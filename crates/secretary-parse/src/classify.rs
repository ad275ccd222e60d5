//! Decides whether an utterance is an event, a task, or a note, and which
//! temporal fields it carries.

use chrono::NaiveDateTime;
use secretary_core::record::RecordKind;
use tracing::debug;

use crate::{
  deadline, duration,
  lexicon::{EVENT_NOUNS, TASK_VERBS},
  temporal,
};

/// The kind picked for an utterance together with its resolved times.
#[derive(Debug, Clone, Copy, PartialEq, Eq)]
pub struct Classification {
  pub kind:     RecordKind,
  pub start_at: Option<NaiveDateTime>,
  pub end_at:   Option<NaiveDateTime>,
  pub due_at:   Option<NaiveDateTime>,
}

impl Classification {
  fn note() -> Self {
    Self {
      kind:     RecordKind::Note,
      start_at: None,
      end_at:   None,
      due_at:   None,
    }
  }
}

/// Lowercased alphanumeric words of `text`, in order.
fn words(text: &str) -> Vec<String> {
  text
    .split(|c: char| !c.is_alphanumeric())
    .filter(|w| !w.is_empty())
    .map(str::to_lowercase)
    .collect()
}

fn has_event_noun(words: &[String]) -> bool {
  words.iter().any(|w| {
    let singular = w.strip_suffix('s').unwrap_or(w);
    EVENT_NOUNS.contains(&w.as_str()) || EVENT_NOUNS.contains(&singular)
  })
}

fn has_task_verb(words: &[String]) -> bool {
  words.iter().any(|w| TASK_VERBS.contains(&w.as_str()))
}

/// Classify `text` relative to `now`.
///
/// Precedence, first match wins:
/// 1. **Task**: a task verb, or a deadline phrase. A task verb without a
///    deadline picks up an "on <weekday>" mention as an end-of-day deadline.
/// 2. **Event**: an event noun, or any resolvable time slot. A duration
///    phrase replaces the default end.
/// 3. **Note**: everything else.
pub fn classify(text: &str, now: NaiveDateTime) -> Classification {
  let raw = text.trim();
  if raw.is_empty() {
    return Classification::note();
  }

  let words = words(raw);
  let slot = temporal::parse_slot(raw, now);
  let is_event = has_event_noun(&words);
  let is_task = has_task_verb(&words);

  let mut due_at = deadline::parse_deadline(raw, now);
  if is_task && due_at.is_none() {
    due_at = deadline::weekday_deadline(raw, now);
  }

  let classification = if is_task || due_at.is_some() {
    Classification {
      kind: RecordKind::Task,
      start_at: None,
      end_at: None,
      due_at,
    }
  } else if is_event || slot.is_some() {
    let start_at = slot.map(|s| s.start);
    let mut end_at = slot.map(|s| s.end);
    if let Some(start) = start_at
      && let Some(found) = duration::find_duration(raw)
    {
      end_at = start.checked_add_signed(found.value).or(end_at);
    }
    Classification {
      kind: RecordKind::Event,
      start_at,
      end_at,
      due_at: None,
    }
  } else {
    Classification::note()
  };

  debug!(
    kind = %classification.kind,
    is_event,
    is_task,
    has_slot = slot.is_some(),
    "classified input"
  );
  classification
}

### ACTION ITEM
From the data above, copy each line that has the string "temporal".

### ANSWER FOR THE TASK
//! temporal fields it carries.
  temporal,
  let slot = temporal::parse_slot(raw, now);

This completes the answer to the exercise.